Announcing the arrival of...


One son was so much fun
We thought we'd have another one!

We proudly announce the arrival of
Michael's baby brother

Osric James Gleghorn

on Friday 22nd August 2008 at 2:55 p.m.
Weighing 4636 grams
and measuring 53 centimetres

Philip and Catherine Gleghorn

Wednesday, 20 August 2008

Bump photo at 41+5

We haven't taken many photos of my bump this time around. Here is one of me taken today at 41+5.

The best commercial ever made

Monday, 18 August 2008

41 weeks and 3 days...

...and yes, I'm still pregnant. I thought I'd make this information as public as possible in the faint hope of avoiding answering the question multiple times a day. Family members are even starting to sound exasperated, making me feel like a naughty school girl who has missed a homework deadline. I think I'll stop answering the phone...

To update properly, the baby is absolutely fine. I had to go for a series of tests on Wednesday to check his condition. I was on a fetal monitor for half an hour, which Baby O did his best to kick off every 10 seconds. Michael endeavoured to help him by tripping over the monitor cable and pulling the thing off my belly altogether. Baby O is what is called a 'jogging baby'. Happy as a clam, and very active. I then had an ultrasound which revealed that he has a lot of amniotic fluid so still has a lot of space to luxuriate. It is possible that the amniotic fluid is the reason why I haven't gone into labour - the baby is so buoyant that the uterus just isn't recognising that he is full term and it is time to kick him out.

The tests will be repeated at the hospital on Wednesday 20th and then I will be induced later in the week if he hasn't made an appearance. I'm happy with that, as the risk of the placenta starting to degrade increases when a pregnancy goes over 42 weeks. I'm also concerned with the potential for him to be over 10lbs. I'm going to request a scan to measure his shoulders - I don't want to discover midway through an induction that there was never a chance of him being born naturally.

There are no signs whatsoever that labour is imminent, and that is another question I am sick of answering.
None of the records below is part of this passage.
// This Source Code Form is subject to the terms of the Mozilla Public
// License, v. 2.0. If a copy of the MPL was not distributed with this
// file, You can obtain one at https://mozilla.org/MPL/2.0/.

use chrono::{DateTime, Utc};

use crate::config::SiteConfig;
use crate::error::FeedError;
use crate::model::{EpisodeRecord, PodcastMetadata};

use super::mime::enclosure_mime_type;
use super::text::summary;
use super::url::{absolute_url, enclosure_url};

/// Podcast fields normalized for writing, shared by both formats
#[derive(Debug, Clone)]
pub(crate) struct Channel {
    pub title: String,
    pub link: String,
    pub description: String,
    pub language: String,
    pub image_url: String,
    pub author: String,
    pub owner_name: String,
    pub owner_email: Option<String>,
    /// `email (name)` for `managingEditor` / `webMaster`
    pub managing_editor: Option<String>,
    pub explicit: bool,
    pub categories: Vec<Category>,
    pub copyright: Option<String>,
    pub show_type: &'static str,
    pub complete: bool,
    pub podcast_guid: Option<String>,
    pub locked: bool,
    pub lock_email: Option<String>,
}

/// `itunes:category` with an optional nested subcategory
#[derive(Debug, Clone, PartialEq, Eq)]
pub(crate) struct Category {
    pub name: String,
    pub subcategory: Option<String>,
}

/// Episode fields normalized for writing, shared by both formats
#[derive(Debug, Clone)]
pub(crate) struct Item {
    pub title: String,
    pub link: String,
    pub guid: String,
    pub published_at: DateTime<Utc>,
    pub description: String,
    pub category: Option<String>,
    pub summary: Option<String>,
    pub content_html: Option<String>,
    pub enclosure_url: String,
    pub enclosure_length: u64,
    pub enclosure_type: String,
    pub author: String,
    pub duration: Option<String>,
    pub episode_number: Option<u32>,
    pub season_number: Option<u32>,
    pub episode_type: Option<&'static str>,
    pub explicit: Option<bool>,
    pub image_url: Option<String>,
}

pub(crate) fn channel(podcast: &PodcastMetadata, config: &SiteConfig) -> Channel {
    let title = podcast.display_title().to_string();

    let link = podcast
        .website
        .as_deref()
        .and_then(|raw| absolute_url(raw).ok())
        .unwrap_or_else(|| config.podcast_url(&podcast.slug))
        .to_string();

    let description = non_empty_summary(podcast.description.as_deref())
        .or_else(|| non_empty_summary(podcast.summary.as_deref()))
        .unwrap_or_else(|| title.clone());

    let image_url = image_url(config, podcast.image_url.as_deref())
        .unwrap_or_else(|| config.default_image_url().to_string());

    let owner_name = podcast.owner_name().to_string();
    let owner_email = trimmed(podcast.owner.email.as_deref());
    let managing_editor = owner_email
        .as_ref()
        .map(|email| format!("{email} ({owner_name})"));

    let mut categories: Vec<Category> = podcast.categories.iter().map(|c| category(c)).collect();
    if categories.is_empty() {
        categories.push(category(&config.default_category));
    }

    Channel {
        link,
        description,
        language: podcast.language_code().to_string(),
        image_url,
        author: podcast.author_name().to_string(),
        owner_name,
        owner_email,
        managing_editor,
        explicit: podcast.explicit,
        categories,
        copyright: trimmed(podcast.copyright.as_deref()),
        show_type: podcast.show_type(),
        complete: podcast.complete.unwrap_or(false),
        podcast_guid: trimmed(podcast.podcast_guid.as_deref()),
        locked: podcast.locked.unwrap_or(false),
        lock_email: podcast.lock_email().map(String::from),
        title,
    }
}

pub(crate) fn item(
    podcast: &PodcastMetadata,
    episode: &EpisodeRecord,
    config: &SiteConfig,
) -> Result<Item, FeedError> {
    let title = episode.display_title().to_string();
    let enclosure = enclosure_url(episode)?;
    let link = config
        .episode_url(&podcast.slug, &episode.page_segment())
        .to_string();

    let guid = trimmed(episode.guid.as_deref()).unwrap_or_else(|| link.clone());

    let description = non_empty_summary(episode.description.as_deref())
        .or_else(|| non_empty_summary(episode.summary.as_deref()))
        .unwrap_or_else(|| title.clone());

    let item_summary = non_empty_summary(episode.summary.as_deref())
        .or_else(|| non_empty_summary(episode.description.as_deref()));

    let author = episode
        .author
        .as_deref()
        .map(str::trim)
        .filter(|a| !a.is_empty())
        .unwrap_or_else(|| podcast.author_name())
        .to_string();

    Ok(Item {
        link,
        guid,
        published_at: episode.published_at,
        description,
        category: trimmed(episode.series.as_deref()),
        summary: item_summary,
        content_html: episode.show_notes().map(String::from),
        enclosure_type: enclosure_mime_type(episode.mime_type.as_deref(), &enclosure),
        enclosure_url: enclosure.to_string(),
        enclosure_length: episode.length_bytes.unwrap_or(0),
        author,
        duration: episode.duration_seconds.map(format_duration),
        episode_number: episode.episode_number,
        season_number: episode.season_number,
        episode_type: episode.episode_type(),
        explicit: episode.explicit,
        image_url: image_url(config, episode.image_url.as_deref()),
        title,
    })
}

/// Items in input order; the catalog already sorted them newest-first
pub(crate) fn items(
    podcast: &PodcastMetadata,
    episodes: &[EpisodeRecord],
    config: &SiteConfig,
) -> Result<Vec<Item>, FeedError> {
    episodes
        .iter()
        .map(|episode| item(podcast, episode, config))
        .collect()
}

/// `itunes:duration` as `H:MM:SS`
pub(crate) fn format_duration(total_seconds: u64) -> String {
    let hours = total_seconds / 3600;
    let minutes = (total_seconds % 3600) / 60;
    let seconds = total_seconds % 60;
    format!("{hours}:{minutes:02}:{seconds:02}")
}

/// `"Parent > Child"` becomes a category with one subcategory
fn category(label: &str) -> Category {
    match label.split_once('>') {
        Some((parent, child)) if !child.trim().is_empty() => Category {
            name: parent.trim().to_string(),
            subcategory: Some(child.trim().to_string()),
        },
        _ => Category {
            name: label.trim().trim_end_matches('>').trim().to_string(),
            subcategory: None,
        },
    }
}

fn image_url(config: &SiteConfig, raw: Option<&str>) -> Option<String> {
    raw.and_then(|raw| config.asset_url(raw))
        .and_then(|resolved| absolute_url(&resolved).ok())
        .map(String::from)
}

fn non_empty_summary(html: Option<&str>) -> Option<String> {
    html.map(summary).filter(|s| !s.is_empty())
}

fn trimmed(value: Option<&str>) -> Option<String> {
    value
        .map(str::trim)
        .filter(|v| !v.is_empty())
        .map(String::from)
}
// This Source Code Form is subject to the terms of the Mozilla Public
// License, v. 2.0. If a copy of the MPL was not distributed with this
// file, You can obtain one at https://mozilla.org/MPL/2.0/.

use quick_xml::Writer;
use quick_xml::events::{BytesCData, BytesDecl, BytesEnd, BytesStart, BytesText, Event};

use crate::error::FeedError;

use super::text::{cdata_sections, xml_safe};

/// Thin layer over the quick-xml writer used by both feed formats
///
/// Text and attribute values are escaped by quick-xml (`& < > " '`); this
/// wrapper additionally drops characters XML 1.0 cannot carry.
pub struct XmlWriter {
    inner: Writer<Vec<u8>>,
}

impl XmlWriter {
    pub fn new() -> Result<Self, FeedError> {
        let mut inner = Writer::new_with_indent(Vec::new(), b' ', 2);
        inner.write_event(Event::Decl(BytesDecl::new("1.0", Some("UTF-8"), None)))?;
        Ok(Self { inner })
    }

    pub fn start(&mut self, name: &str, attrs: &[(&str, &str)]) -> Result<(), FeedError> {
        let safe: Vec<(&str, String)> = attrs.iter().map(|&(k, v)| (k, xml_safe(v))).collect();
        let element =
            BytesStart::new(name).with_attributes(safe.iter().map(|(k, v)| (*k, v.as_str())));
        self.inner.write_event(Event::Start(element))?;
        Ok(())
    }

    pub fn end(&mut self, name: &str) -> Result<(), FeedError> {
        self.inner.write_event(Event::End(BytesEnd::new(name)))?;
        Ok(())
    }

    pub fn empty(&mut self, name: &str, attrs: &[(&str, &str)]) -> Result<(), FeedError> {
        let safe: Vec<(&str, String)> = attrs.iter().map(|&(k, v)| (k, xml_safe(v))).collect();
        let element =
            BytesStart::new(name).with_attributes(safe.iter().map(|(k, v)| (*k, v.as_str())));
        self.inner.write_event(Event::Empty(element))?;
        Ok(())
    }

    /// `<name attrs>text</name>`
    pub fn text_element_with(
        &mut self,
        name: &str,
        attrs: &[(&str, &str)],
        text: &str,
    ) -> Result<(), FeedError> {
        self.start(name, attrs)?;
        self.inner
            .write_event(Event::Text(BytesText::new(&xml_safe(text))))?;
        self.end(name)
    }

    pub fn text_element(&mut self, name: &str, text: &str) -> Result<(), FeedError> {
        self.text_element_with(name, &[], text)
    }

    /// Write the element only when a value is present
    pub fn optional_element(&mut self, name: &str, text: Option<&str>) -> Result<(), FeedError> {
        match text {
            Some(text) => self.text_element(name, text),
            None => Ok(()),
        }
    }

    /// `<name><![CDATA[text]]></name>`, splitting sections around `]]>`
    pub fn cdata_element(&mut self, name: &str, text: &str) -> Result<(), FeedError> {
        self.start(name, &[])?;
        for section in cdata_sections(&xml_safe(text)) {
            self.inner
                .write_event(Event::CData(BytesCData::new(section.as_str())))?;
        }
        self.end(name)
    }

    pub fn finish(self) -> Result<String, FeedError> {
        let mut bytes = self.inner.into_inner();
        bytes.push(b'\n');
        Ok(String::from_utf8(bytes)?)
    }
}

#[cfg(test)]
mod tests {
    use super::*;

    #[test]
    fn escapes_all_reserved_characters_in_text() {
        let mut writer = XmlWriter::new().unwrap();
        writer.text_element("title", "a & b < c > d \" e ' f").unwrap();
        let xml = writer.finish().unwrap();

        assert!(xml.starts_with("<?xml version=\"1.0\" encoding=\"UTF-8\"?>"));
        assert!(xml.contains("<title>a &amp; b &lt; c &gt; d &quot; e &apos; f</title>"));
    }

    #[test]
    fn escapes_attribute_values() {
        let mut writer = XmlWriter::new().unwrap();
        writer
            .empty("enclosure", &[("url", "https://x.example/a?b=1&c=\"2\"")])
            .unwrap();
        let xml = writer.finish().unwrap();

        assert!(xml.contains("url=\"https://x.example/a?b=1&amp;c=&quot;2&quot;\""));
    }

    #[test]
    fn cdata_keeps_markup_verbatim() {
        let mut writer = XmlWriter::new().unwrap();
        writer.cdata_element("content:encoded", "<p>Hi & bye</p>").unwrap();
        let xml = writer.finish().unwrap();

        assert!(xml.contains("<content:encoded><![CDATA[<p>Hi & bye</p>]]></content:encoded>"));
    }

    #[test]
    fn optional_element_skips_missing_values() {
        let mut writer = XmlWriter::new().unwrap();
        writer.optional_element("itunes:season", None).unwrap();
        let xml = writer.finish().unwrap();

        assert!(!xml.contains("itunes:season"));
    }
}
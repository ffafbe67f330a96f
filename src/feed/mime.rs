use url::Url;

/// MIME type used when neither the record nor the URL says otherwise
pub const DEFAULT_AUDIO_MIME: &str = "audio/mpeg";

/// Pick the enclosure MIME type for an episode
///
/// A non-blank stored type wins; otherwise the type is inferred from the
/// file extension of the enclosure URL, defaulting to MP3.
pub fn enclosure_mime_type(stored: Option<&str>, url: &Url) -> String {
    if let Some(mime) = stored.map(str::trim).filter(|m| m.contains('/')) {
        return mime.to_lowercase();
    }

    audio_extension(url)
        .and_then(|ext| extension_to_mime(&ext))
        .unwrap_or(DEFAULT_AUDIO_MIME)
        .to_string()
}

/// Extract the file extension from the last path segment of a URL
fn audio_extension(url: &Url) -> Option<String> {
    url.path_segments()
        .and_then(|mut segments| segments.next_back())
        .and_then(|filename| filename.rsplit_once('.'))
        .map(|(_, ext)| ext.to_lowercase())
}

/// Map audio file extensions to the MIME types podcast directories expect
fn extension_to_mime(ext: &str) -> Option<&'static str> {
    match ext {
        "mp3" => Some("audio/mpeg"),
        "m4a" => Some("audio/x-m4a"),
        "mp4" => Some("audio/mp4"),
        "aac" => Some("audio/aac"),
        "ogg" | "oga" => Some("audio/ogg"),
        "opus" => Some("audio/opus"),
        "wav" => Some("audio/wav"),
        "flac" => Some("audio/flac"),
        _ => None,
    }
}
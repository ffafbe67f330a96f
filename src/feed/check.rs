// This Source Code Form is subject to the terms of the Mozilla Public
// License, v. 2.0. If a copy of the MPL was not distributed with this
// file, You can obtain one at https://mozilla.org/MPL/2.0/.

use crate::error::FeedError;

use super::FeedFormat;

/// What a rendered feed looks like to a standard feed parser
#[derive(Debug, Clone, PartialEq, Eq)]
pub struct FeedSummary {
    pub title: String,
    pub item_titles: Vec<String>,
    pub enclosure_urls: Vec<String>,
}

/// Parse a rendered document back with the `rss` / `atom_syndication` crates
pub fn check_feed(xml: &str, format: FeedFormat) -> Result<FeedSummary, FeedError> {
    match format {
        FeedFormat::Rss => check_rss(xml),
        FeedFormat::Atom => check_atom(xml),
    }
}

fn check_rss(xml: &str) -> Result<FeedSummary, FeedError> {
    let channel = rss::Channel::read_from(xml.as_bytes())?;

    Ok(FeedSummary {
        title: channel.title().to_string(),
        item_titles: channel
            .items()
            .iter()
            .map(|item| item.title().unwrap_or_default().to_string())
            .collect(),
        enclosure_urls: channel
            .items()
            .iter()
            .filter_map(|item| item.enclosure())
            .map(|enclosure| enclosure.url().to_string())
            .collect(),
    })
}

fn check_atom(xml: &str) -> Result<FeedSummary, FeedError> {
    let feed = atom_syndication::Feed::read_from(xml.as_bytes())?;

    Ok(FeedSummary {
        title: feed.title().as_str().to_string(),
        item_titles: feed
            .entries()
            .iter()
            .map(|entry| entry.title().as_str().to_string())
            .collect(),
        enclosure_urls: feed
            .entries()
            .iter()
            .flat_map(|entry| entry.links())
            .filter(|link| link.rel() == "enclosure")
            .map(|link| link.href().to_string())
            .collect(),
    })
}
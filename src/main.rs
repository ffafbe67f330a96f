use std::io::Write;
use std::path::PathBuf;
use std::sync::Arc;

use anyhow::{Context, Result, bail};
use chrono::Utc;
use clap::{Parser, Subcommand};
use colored::Colorize;
use console::Emoji;
use tracing::info;
use tracing_subscriber::EnvFilter;

use pulpitcast::config::DEFAULT_TTL_MINUTES;
use pulpitcast::{
    AppState, Catalog, FeedFormat, FileCatalog, ReqwestClient, RestCatalog, SiteConfig,
    check_feed, render_feed,
};

// Emoji with fallback for terminals without Unicode support
static MICROPHONE: Emoji<'_, '_> = Emoji("🎙️  ", "");
static HEADPHONES: Emoji<'_, '_> = Emoji("🎧 ", "[i] ");
static SEARCH: Emoji<'_, '_> = Emoji("🔍 ", "[~] ");
static SUCCESS: Emoji<'_, '_> = Emoji("✅ ", "[+] ");
static FOLDER: Emoji<'_, '_> = Emoji("📁 ", "");

/// Render and serve podcast RSS and Atom feeds
#[derive(Parser, Debug)]
#[command(name = "pulpitcast")]
#[command(about = "Render and serve podcast RSS and Atom feeds")]
#[command(version)]
struct Args {
    #[command(subcommand)]
    command: Command,
}

#[derive(Subcommand, Debug)]
enum Command {
    /// Serve feeds over HTTP
    Serve(ServeArgs),

    /// Render the feed of one podcast
    Render(RenderArgs),
}

#[derive(clap::Args, Debug)]
struct SiteArgs {
    /// Public base URL of the podcast site
    #[arg(long, env = "SITE_BASE_URL")]
    site_base_url: String,

    /// Base URL that relative cover art keys are resolved against
    #[arg(long, env = "ASSETS_BASE_URL")]
    assets_base_url: Option<String>,

    /// Minutes feed readers may cache a feed
    #[arg(long, env = "FEED_TTL_MINUTES", default_value_t = DEFAULT_TTL_MINUTES)]
    ttl: u32,
}

#[derive(clap::Args, Debug)]
struct CatalogArgs {
    /// JSON catalog snapshot to read podcasts from
    #[arg(long, env = "CATALOG_FILE", conflicts_with = "catalog_url")]
    catalog_file: Option<PathBuf>,

    /// REST endpoint of the podcast database
    #[arg(long, env = "CATALOG_URL")]
    catalog_url: Option<String>,

    /// API key sent to the REST endpoint
    #[arg(long, env = "CATALOG_API_KEY", hide_env_values = true)]
    catalog_api_key: Option<String>,
}

#[derive(clap::Args, Debug)]
struct ServeArgs {
    #[command(flatten)]
    site: SiteArgs,

    #[command(flatten)]
    catalog: CatalogArgs,

    /// Address to listen on
    #[arg(long, env = "BIND_ADDRESS", default_value = "0.0.0.0:3000")]
    bind: String,
}

#[derive(clap::Args, Debug)]
struct RenderArgs {
    /// Slug of the podcast to render
    slug: String,

    #[command(flatten)]
    site: SiteArgs,

    #[command(flatten)]
    catalog: CatalogArgs,

    /// Feed format: rss or atom
    #[arg(short, long, default_value = "rss")]
    format: FeedFormat,

    /// Write the feed to a file instead of stdout
    #[arg(short, long)]
    output: Option<PathBuf>,

    /// Parse the rendered feed back as a self check
    #[arg(long)]
    check: bool,

    /// Quiet mode - suppress the summary
    #[arg(short, long)]
    quiet: bool,
}

fn site_config(args: &SiteArgs) -> Result<SiteConfig> {
    let mut config = SiteConfig::new(&args.site_base_url, args.assets_base_url.as_deref())
        .context("Invalid site configuration")?;
    config.ttl_minutes = args.ttl;
    Ok(config)
}

fn open_catalog(args: &CatalogArgs) -> Result<Arc<dyn Catalog>> {
    if let Some(path) = &args.catalog_file {
        let catalog = FileCatalog::open(path).context("Failed to load catalog snapshot")?;
        info!(path = %path.display(), podcasts = catalog.slugs().len(), "Loaded catalog snapshot");
        return Ok(Arc::new(catalog));
    }

    if let Some(url) = &args.catalog_url {
        let catalog = RestCatalog::new(ReqwestClient::new(), url, args.catalog_api_key.clone())
            .context("Invalid catalog URL")?;
        info!(%url, "Using REST catalog");
        return Ok(Arc::new(catalog));
    }

    bail!("Either --catalog-file or --catalog-url must be given")
}

async fn run_serve(args: ServeArgs) -> Result<()> {
    let config = site_config(&args.site)?;
    let catalog = open_catalog(&args.catalog)?;

    info!(site = %config.site_base_url, "Starting feed server");
    pulpitcast::serve(&args.bind, AppState::new(catalog, config))
        .await
        .with_context(|| format!("Failed to serve on {}", args.bind))
}

async fn run_render(args: RenderArgs) -> Result<()> {
    let config = site_config(&args.site)?;
    let catalog = open_catalog(&args.catalog)?;

    if !args.quiet {
        eprintln!(
            "\n{}{} {}\n",
            MICROPHONE,
            "pulpitcast".bold().magenta(),
            "- Podcast Feed Renderer".dimmed()
        );
    }

    let (podcast, episodes) =
        futures::try_join!(catalog.podcast(&args.slug), catalog.episodes(&args.slug))
            .context("Failed to load podcast from catalog")?;
    let podcast = podcast.with_context(|| format!("Podcast '{}' not found", args.slug))?;

    let xml = render_feed(&podcast, &episodes, &config, args.format, Utc::now())
        .context("Failed to render feed")?;

    let checked = if args.check {
        Some(check_feed(&xml, args.format).context("Rendered feed failed the self check")?)
    } else {
        None
    };

    match &args.output {
        Some(path) => tokio::fs::write(path, &xml)
            .await
            .with_context(|| format!("Failed to write {}", path.display()))?,
        None => std::io::stdout()
            .write_all(xml.as_bytes())
            .context("Failed to write feed to stdout")?,
    }

    if !args.quiet {
        eprintln!(
            "{HEADPHONES}{} • {} episodes as {}",
            podcast.display_title().bold().green(),
            episodes.len().to_string().cyan(),
            args.format.to_string().yellow()
        );

        if let Some(summary) = checked {
            eprintln!(
                "{SEARCH}{} {} items, {} enclosures",
                "Self check passed:".bold().green(),
                summary.item_titles.len().to_string().cyan(),
                summary.enclosure_urls.len().to_string().cyan()
            );
        }

        if let Some(path) = &args.output {
            eprintln!(
                "{SUCCESS}{FOLDER}Output: {}\n",
                path.display().to_string().cyan()
            );
        }
    }

    Ok(())
}

#[tokio::main]
async fn main() -> Result<()> {
    let args = Args::parse();

    let filter = EnvFilter::try_from_default_env().unwrap_or_else(|_| EnvFilter::new("info"));
    tracing_subscriber::fmt()
        .with_env_filter(filter)
        .with_writer(std::io::stderr)
        .init();

    match args.command {
        Command::Serve(args) => run_serve(args).await,
        Command::Render(args) => run_render(args).await,
    }
}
Here is a letter I put together earlier for Baby O:

Dear Baby,

OK... you've been in there for 41 weeks and 3 days. Don't you think it is time you parked your bum somewhere else? It may well be like The Ritz in there - all marble staircases and plush furniture - but the exterior is rather more like a tumbledown shack... falling to pieces a little more with every day that goes by...

Do be a dear and consider it, won't you?